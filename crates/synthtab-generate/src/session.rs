//! In-memory column list owned by one interactive session.

use synthtab_core::{
    Column, ColumnType, ColumnValue, GeneratedColumn, Header, from_table, to_csv_records, to_rows,
};
use tracing::{debug, info};

use crate::config::GeneratorConfiguration;
use crate::engine::GenerationEngine;
use crate::errors::{GenerationErrors, GenerationIssue};

/// Name given to the placeholder column a new session starts with.
pub const DEFAULT_COLUMN_NAME: &str = "Header";

#[derive(Debug, Clone, PartialEq)]
pub struct Session {
    columns: Vec<Column>,
}

impl Default for Session {
    fn default() -> Self {
        Self::new()
    }
}

impl Session {
    pub fn new() -> Self {
        Self {
            columns: vec![Column::empty(DEFAULT_COLUMN_NAME)],
        }
    }

    /// Session whose columns come from an uploaded table (header row first).
    pub fn from_table(rows: &[Vec<String>]) -> synthtab_core::Result<Self> {
        let columns = from_table(rows)?.into_iter().map(Column::from).collect();
        Ok(Self { columns })
    }

    /// Replace every column with the columns of an uploaded table.
    pub fn load_table(&mut self, rows: &[Vec<String>]) -> synthtab_core::Result<()> {
        *self = Self::from_table(rows)?;
        info!(columns = self.columns.len(), "table loaded");
        Ok(())
    }

    pub fn columns(&self) -> &[Column] {
        &self.columns
    }

    /// Append a placeholder column named after the first free default name
    /// ("Header", "Header 2", ...).
    pub fn add_new_column(&mut self) -> usize {
        let name = (1..)
            .map(|n| match n {
                1 => DEFAULT_COLUMN_NAME.to_string(),
                n => format!("{DEFAULT_COLUMN_NAME} {n}"),
            })
            .find(|name| self.position_of(name).is_none())
            .unwrap_or_else(|| DEFAULT_COLUMN_NAME.to_string());
        self.columns.push(Column::empty(name));
        self.columns.len() - 1
    }

    pub fn delete_column(&mut self, index: usize) -> Result<Column, GenerationErrors> {
        self.check_index(index)?;
        Ok(self.columns.remove(index))
    }

    pub fn set_column_name(
        &mut self,
        index: usize,
        name: impl Into<String>,
    ) -> Result<(), GenerationErrors> {
        self.check_index(index)?;
        let name = name.into();
        if let Some(other) = self.position_of(&name).filter(|other| *other != index) {
            return Err(GenerationIssue::configuration(
                "name",
                format!("column name '{name}' is already used by column {other}"),
            )
            .into());
        }
        self.columns[index].set_name(name);
        Ok(())
    }

    pub fn generated_columns(&self) -> Vec<GeneratedColumn> {
        self.columns
            .iter()
            .filter_map(Column::as_generated)
            .cloned()
            .collect()
    }

    /// Generated columns of `column_type`, offered as correlation sources.
    pub fn columns_for_type(&self, column_type: ColumnType) -> Vec<&GeneratedColumn> {
        self.columns
            .iter()
            .filter_map(Column::as_generated)
            .filter(|column| column.column_type == column_type)
            .collect()
    }

    /// Generated numeric columns, offered as sources of correlated columns.
    pub fn numeric_columns(&self) -> Vec<&GeneratedColumn> {
        self.columns
            .iter()
            .filter_map(Column::as_generated)
            .filter(|column| column.column_type.is_numeric())
            .collect()
    }

    /// Generate the column at `index` and commit it only on success.
    ///
    /// The column keeps its current name; the other columns are passed to the
    /// engine as correlation candidates.
    pub fn generate_column(
        &mut self,
        index: usize,
        samples: usize,
        config: &GeneratorConfiguration,
        engine: &GenerationEngine,
    ) -> Result<&GeneratedColumn, GenerationErrors> {
        self.check_index(index)?;
        let sources: Vec<GeneratedColumn> = self
            .columns
            .iter()
            .enumerate()
            .filter(|(position, _)| *position != index)
            .filter_map(|(_, column)| column.as_generated().cloned())
            .collect();

        let output = engine.generate(samples, &sources, config)?;
        let name = self.columns[index].name().to_string();
        debug!(index, name = %name, values = output.values.len(), "committing column");
        self.columns[index] = Column::Generated(output.into_column(name));
        match &self.columns[index] {
            Column::Generated(column) => Ok(column),
            _ => Err(GenerationIssue::internal(format!("column {index} was not committed")).into()),
        }
    }

    pub fn headers(&self) -> Vec<Header> {
        self.columns.iter().map(Column::header).collect()
    }

    pub fn preview_rows(&self) -> Vec<Vec<Option<ColumnValue>>> {
        to_rows(&self.columns)
    }

    pub fn csv_records(&self) -> Vec<Vec<String>> {
        to_csv_records(&self.columns)
    }

    fn position_of(&self, name: &str) -> Option<usize> {
        self.columns.iter().position(|column| column.name() == name)
    }

    fn check_index(&self, index: usize) -> Result<(), GenerationErrors> {
        if index < self.columns.len() {
            Ok(())
        } else {
            Err(GenerationIssue::internal(format!(
                "column index {index} out of range for {} columns",
                self.columns.len()
            ))
            .into())
        }
    }
}
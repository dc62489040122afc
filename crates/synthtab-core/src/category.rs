use schemars::JsonSchema;
use serde::{Deserialize, Serialize};

/// A named outcome of a categorical column and its sampling weight.
#[derive(Debug, Clone, PartialEq, Serialize, Deserialize, JsonSchema)]
pub struct Category {
    /// Unique identifier within a category set.
    pub id: String,
    pub name: String,
    /// Positive weight; sets are not required to sum to one.
    pub probability: f64,
}

impl Category {
    /// Create a category with a fresh random identifier.
    pub fn new(name: impl Into<String>, probability: f64) -> Self {
        Self {
            id: uuid::Uuid::new_v4().to_string(),
            name: name.into(),
            probability,
        }
    }
}
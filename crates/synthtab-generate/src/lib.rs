//! Column generation engine for synthtab.
//!
//! A loosely typed [`GeneratorConfiguration`] is validated into strict
//! parameters for one column type, values are drawn independently or derived
//! from an existing column, and numeric output is optionally rounded.

pub mod config;
pub mod correlate;
pub mod engine;
pub mod errors;
pub mod faker_rs;
pub mod generators;
pub mod model;
pub mod output;
pub mod params;
pub mod rounding;
pub mod session;
pub mod synthesize;

pub use config::GeneratorConfiguration;
pub use engine::GenerationEngine;
pub use errors::{GenerationError, GenerationErrors, GenerationIssue, IssueKind};
pub use faker_rs::LocaleKey;
pub use generators::{Generator, GeneratorContext, GeneratorRegistry};
pub use model::{GenerateOptions, GenerationOutput};
pub use params::ValidatedParameters;
pub use rounding::{RoundingKind, RoundingParams};
pub use session::Session;
pub use synthesize::{
    SynthesisError, SynthesisRequest, SynthesisResponse, SynthesisService, synthesize_csv,
};
use std::path::Path;

use serde::{Deserialize, Serialize};
use synthtab_generate::LocaleKey;

use crate::CliError;

/// Default settings file looked up in the working directory.
pub const SETTINGS_FILE: &str = "synthtab.toml";

#[derive(Debug, Clone, PartialEq, Serialize, Deserialize)]
#[serde(default)]
pub struct CliSettings {
    /// Sample count for columns that do not set their own.
    pub default_samples: usize,
    pub locale: LocaleKey,
    pub seed: Option<u64>,
}

impl Default for CliSettings {
    fn default() -> Self {
        Self {
            default_samples: 100,
            locale: LocaleKey::EnUs,
            seed: None,
        }
    }
}

/// Read settings from `path`, falling back to defaults when it does not exist.
pub fn load_settings(path: &Path) -> Result<CliSettings, CliError> {
    if !path.exists() {
        return Ok(CliSettings::default());
    }
    let content = std::fs::read_to_string(path)?;
    Ok(toml::from_str(&content)?)
}
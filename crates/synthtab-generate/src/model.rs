use chrono::NaiveDate;
use serde::{Deserialize, Serialize};
use synthtab_core::{ColumnType, ColumnValue, GeneratedColumn};

use crate::faker_rs::LocaleKey;

/// Options for the generation engine.
#[derive(Debug, Clone, Default, Serialize, Deserialize)]
pub struct GenerateOptions {
    /// Seed for reproducible draws; OS entropy when absent.
    pub seed: Option<u64>,
    /// Locale for names, emails and addresses.
    pub locale: LocaleKey,
    /// Reference date for age arithmetic; the local date when absent.
    pub today: Option<NaiveDate>,
}

/// Values produced by one successful generate call.
#[derive(Debug, Clone, PartialEq, Serialize, Deserialize)]
pub struct GenerationOutput {
    #[serde(rename = "type")]
    pub column_type: ColumnType,
    pub values: Vec<ColumnValue>,
}

impl GenerationOutput {
    pub fn into_column(self, name: impl Into<String>) -> GeneratedColumn {
        GeneratedColumn {
            name: name.into(),
            column_type: self.column_type,
            values: self.values,
        }
    }
}
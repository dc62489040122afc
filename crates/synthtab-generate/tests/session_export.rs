use std::cell::RefCell;

use chrono::NaiveDate;
use serde_json::json;

use synthtab_core::{Column, ColumnType, ColumnValue, Header};
use synthtab_generate::output::csv::{read_csv_rows, to_csv_string, write_columns_csv};
use synthtab_generate::{
    GenerateOptions, GenerationEngine, GeneratorConfiguration, LocaleKey, Session,
    SynthesisError, SynthesisRequest, SynthesisResponse, SynthesisService, synthesize_csv,
};

fn engine() -> GenerationEngine {
    GenerationEngine::new(GenerateOptions {
        seed: Some(42),
        locale: LocaleKey::EnUs,
        today: NaiveDate::from_ymd_opt(2024, 6, 15),
    })
}

fn age_config() -> GeneratorConfiguration {
    let mut config = GeneratorConfiguration::for_type(ColumnType::Age);
    config.set_age_range_min(20.0).set_age_range_max(30.0);
    config
}

#[test]
fn session_starts_with_one_placeholder_column() {
    let session = Session::new();
    assert_eq!(
        session.headers(),
        vec![Header::Empty {
            name: "Header".to_string()
        }]
    );
    assert_eq!(session.preview_rows(), vec![vec![None]]);
    assert!(session.csv_records().is_empty());
}

#[test]
fn generated_column_is_committed_with_its_name() {
    let mut session = Session::new();
    session.set_column_name(0, "age").expect("rename");
    let column = session
        .generate_column(0, 25, &age_config(), &engine())
        .expect("generate");
    assert_eq!(column.name, "age");
    assert_eq!(column.values.len(), 25);
    assert_eq!(session.columns_for_type(ColumnType::Age).len(), 1);
    assert_eq!(session.numeric_columns().len(), 1);
}

#[test]
fn rejected_generation_leaves_session_untouched() {
    let mut session = Session::new();
    let before = session.clone();
    let mut config = GeneratorConfiguration::for_type(ColumnType::Uniform);
    config.set_uniform_min(5.0).set_uniform_max(1.0);

    let errors = session
        .generate_column(0, 10, &config, &engine())
        .expect_err("min above max");
    assert_eq!(errors.len(), 1);
    assert_eq!(session, before);
}

#[test]
fn out_of_range_index_is_an_internal_error() {
    let mut session = Session::new();
    let errors = session
        .generate_column(3, 10, &age_config(), &engine())
        .expect_err("no such column");
    assert!(errors.has_internal());
    assert!(session.delete_column(3).is_err());
}

#[test]
fn later_columns_correlate_to_earlier_ones() {
    let engine = engine();
    let mut session = Session::new();
    session.set_column_name(0, "age").expect("rename");
    session
        .generate_column(0, 12, &age_config(), &engine)
        .expect("ages");

    let index = session.add_new_column();
    session.set_column_name(index, "born").expect("rename");
    let mut config = GeneratorConfiguration::for_type(ColumnType::Dob);
    config.set_age_correlates_to(Some("age".to_string()));
    let column = session
        .generate_column(index, 1, &config, &engine)
        .expect("dates");
    assert_eq!(column.values.len(), 12);
}

#[test]
fn regenerating_a_column_does_not_correlate_to_itself() {
    let engine = engine();
    let mut session = Session::new();
    session.set_column_name(0, "age").expect("rename");
    session
        .generate_column(0, 5, &age_config(), &engine)
        .expect("ages");

    let mut config = GeneratorConfiguration::for_type(ColumnType::Correlated);
    config
        .set_correlated_correlates_to("age")
        .set_correlated_gradient(1.0)
        .set_correlated_c(0.0)
        .set_correlated_loc(0.0)
        .set_correlated_standard_deviation(1.0);
    let errors = session
        .generate_column(0, 5, &config, &engine)
        .expect_err("own values are not a source");
    assert!(errors.has_internal());
}

#[test]
fn deleting_and_renaming_columns() {
    let mut session = Session::new();
    let index = session.add_new_column();
    session.set_column_name(index, "second").expect("rename");
    let removed = session.delete_column(0).expect("delete");
    assert_eq!(removed.name(), "Header");
    assert_eq!(session.columns().len(), 1);
    assert_eq!(session.columns()[0].name(), "second");
}

#[test]
fn new_columns_get_distinct_default_names() {
    let mut session = Session::new();
    let second = session.add_new_column();
    session.add_new_column();
    let names: Vec<&str> = session.columns().iter().map(Column::name).collect();
    assert_eq!(names, vec!["Header", "Header 2", "Header 3"]);

    session.delete_column(second).expect("delete");
    session.set_column_name(0, "first").expect("rename");
    assert_eq!(session.add_new_column(), 2);
    let names: Vec<&str> = session.columns().iter().map(Column::name).collect();
    assert_eq!(names, vec!["first", "Header 3", "Header"]);
}

#[test]
fn renaming_onto_another_column_name_is_rejected() {
    let mut session = Session::new();
    let index = session.add_new_column();
    let errors = session
        .set_column_name(index, "Header")
        .expect_err("name taken");
    assert_eq!(
        errors.messages(),
        vec!["name: column name 'Header' is already used by column 0".to_string()]
    );
    assert!(!errors.has_internal());
    assert_eq!(session.columns()[index].name(), "Header 2");

    session.set_column_name(0, "Header").expect("keeping its own name");
}

#[test]
fn default_named_columns_correlate_to_the_intended_source() {
    let engine = engine();
    let mut session = Session::new();
    session
        .generate_column(0, 4, &age_config(), &engine)
        .expect("ages");
    let names = session.add_new_column();
    session
        .generate_column(
            names,
            4,
            &GeneratorConfiguration::for_type(ColumnType::Name),
            &engine,
        )
        .expect("names");

    let sources = session.columns_for_type(ColumnType::Name);
    assert_eq!(sources.len(), 1);
    let source = sources[0].name.clone();
    assert_eq!(source, "Header 2");

    let emails = session.add_new_column();
    let mut config = GeneratorConfiguration::for_type(ColumnType::Email);
    config.set_email_correlates_to(Some(source));
    let column = session
        .generate_column(emails, 1, &config, &engine)
        .expect("emails from the name column");
    assert_eq!(column.values.len(), 4);
    assert!(
        column
            .values
            .iter()
            .all(|value| value.as_str().is_some_and(|email| email.contains('@')))
    );
}

#[test]
fn export_skips_empty_columns_and_pads_shorter_ones() {
    let engine = engine();
    let mut session = Session::new();
    session.set_column_name(0, "age").expect("rename");
    session
        .generate_column(0, 3, &age_config(), &engine)
        .expect("ages");
    session.add_new_column();
    let index = session.add_new_column();
    session.set_column_name(index, "label").expect("rename");
    let mut config = GeneratorConfiguration::for_type(ColumnType::Categorical);
    config.add_category("only", None);
    session
        .generate_column(index, 2, &config, &engine)
        .expect("labels");

    let text = to_csv_string(session.columns()).expect("export");
    let rows = read_csv_rows(&text).expect("parse export");
    assert_eq!(rows.len(), 4);
    assert_eq!(rows[0], vec!["age".to_string(), "label".to_string()]);
    assert_eq!(rows[1][1], "only");
    assert_eq!(rows[3][1], "");

    let mut buffer = Vec::new();
    let written = write_columns_csv(&mut buffer, session.columns()).expect("write");
    assert_eq!(written as usize, buffer.len());
    assert_eq!(buffer, text.into_bytes());
}

#[test]
fn numbers_export_with_default_formatting() {
    let columns = vec![Column::Generated(synthtab_core::GeneratedColumn {
        name: "n".to_string(),
        column_type: ColumnType::Uniform,
        values: vec![ColumnValue::Number(30.0), ColumnValue::from("1.50")],
    })];
    assert_eq!(to_csv_string(&columns).expect("export"), "n\n30\n1.50\n");
}

#[test]
fn uploaded_tables_become_unknown_columns() {
    let rows = read_csv_rows("a,b\n1,2\n3,4\n").expect("parse");
    let mut session = Session::new();
    session.load_table(&rows).expect("load");
    assert_eq!(
        session.headers(),
        vec![
            Header::Unknown {
                name: "a".to_string()
            },
            Header::Unknown {
                name: "b".to_string()
            },
        ]
    );
    assert!(session.generated_columns().is_empty());
    assert_eq!(session.csv_records().len(), 3);
}

struct EchoService {
    seen: RefCell<Option<SynthesisRequest>>,
}

impl SynthesisService for EchoService {
    fn increase(&self, request: &SynthesisRequest) -> Result<SynthesisResponse, SynthesisError> {
        self.seen.replace(Some(request.clone()));
        Ok(SynthesisResponse {
            response: vec![vec![json!("5"), json!(6)]; request.add_samples as usize],
        })
    }
}

struct FailingService;

impl SynthesisService for FailingService {
    fn increase(&self, _request: &SynthesisRequest) -> Result<SynthesisResponse, SynthesisError> {
        Err(SynthesisError::Service("status 502".to_string()))
    }
}

#[test]
fn synthesized_rows_follow_uploaded_rows() {
    let service = EchoService {
        seen: RefCell::new(None),
    };
    let csv = synthesize_csv("a,b\n1,2\n3,4\n", 2, &service).expect("synthesize");
    assert_eq!(csv, "a,b\n1,2\n3,4\n5,6\n5,6\n");

    let request = service.seen.into_inner().expect("service called");
    assert_eq!(request.columns.len(), 2);
    assert_eq!(
        serde_json::to_value(&request).expect("serialize"),
        json!({ "columns": [["1", "2"], ["3", "4"]], "addSamples": 2 })
    );
}

#[test]
fn synthesis_failures_surface_as_one_error() {
    assert!(matches!(
        synthesize_csv("a\n1\n", 1, &FailingService),
        Err(SynthesisError::Service(_))
    ));
    assert!(matches!(
        synthesize_csv("a\n1\n", 0, &FailingService),
        Err(SynthesisError::InvalidSamples)
    ));
    assert!(matches!(
        SynthesisResponse::from_json("{\"rows\": []}"),
        Err(SynthesisError::MalformedResponse(_))
    ));
}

→ WORK INSTRUCTIONS
Within the material above, extract exactly the lines that start at the line containing "filename crates/synthtab-generate/tests/session_export.rs" and stop after the line containing "assert_eq!(session.columns_for_type(ColumnType::Age).len(), 1);", and only those.

→ REPLY TO THE EXERCISE
filename crates/synthtab-generate/tests/session_export.rs
use std::cell::RefCell;

use chrono::NaiveDate;
use serde_json::json;

use synthtab_core::{Column, ColumnType, ColumnValue, Header};
use synthtab_generate::output::csv::{read_csv_rows, to_csv_string, write_columns_csv};
use synthtab_generate::{
    GenerateOptions, GenerationEngine, GeneratorConfiguration, LocaleKey, Session,
    SynthesisError, SynthesisRequest, SynthesisResponse, SynthesisService, synthesize_csv,
};

fn engine() -> GenerationEngine {
    GenerationEngine::new(GenerateOptions {
        seed: Some(42),
        locale: LocaleKey::EnUs,
        today: NaiveDate::from_ymd_opt(2024, 6, 15),
    })
}

fn age_config() -> GeneratorConfiguration {
    let mut config = GeneratorConfiguration::for_type(ColumnType::Age);
    config.set_age_range_min(20.0).set_age_range_max(30.0);
    config
}

#[test]
fn session_starts_with_one_placeholder_column() {
    let session = Session::new();
    assert_eq!(
        session.headers(),
        vec![Header::Empty {
            name: "Header".to_string()
        }]
    );
    assert_eq!(session.preview_rows(), vec![vec![None]]);
    assert!(session.csv_records().is_empty());
}

#[test]
fn generated_column_is_committed_with_its_name() {
    let mut session = Session::new();
    session.set_column_name(0, "age").expect("rename");
    let column = session
        .generate_column(0, 25, &age_config(), &engine())
        .expect("generate");
    assert_eq!(column.name, "age");
    assert_eq!(column.values.len(), 25);
    assert_eq!(session.columns_for_type(ColumnType::Age).len(), 1);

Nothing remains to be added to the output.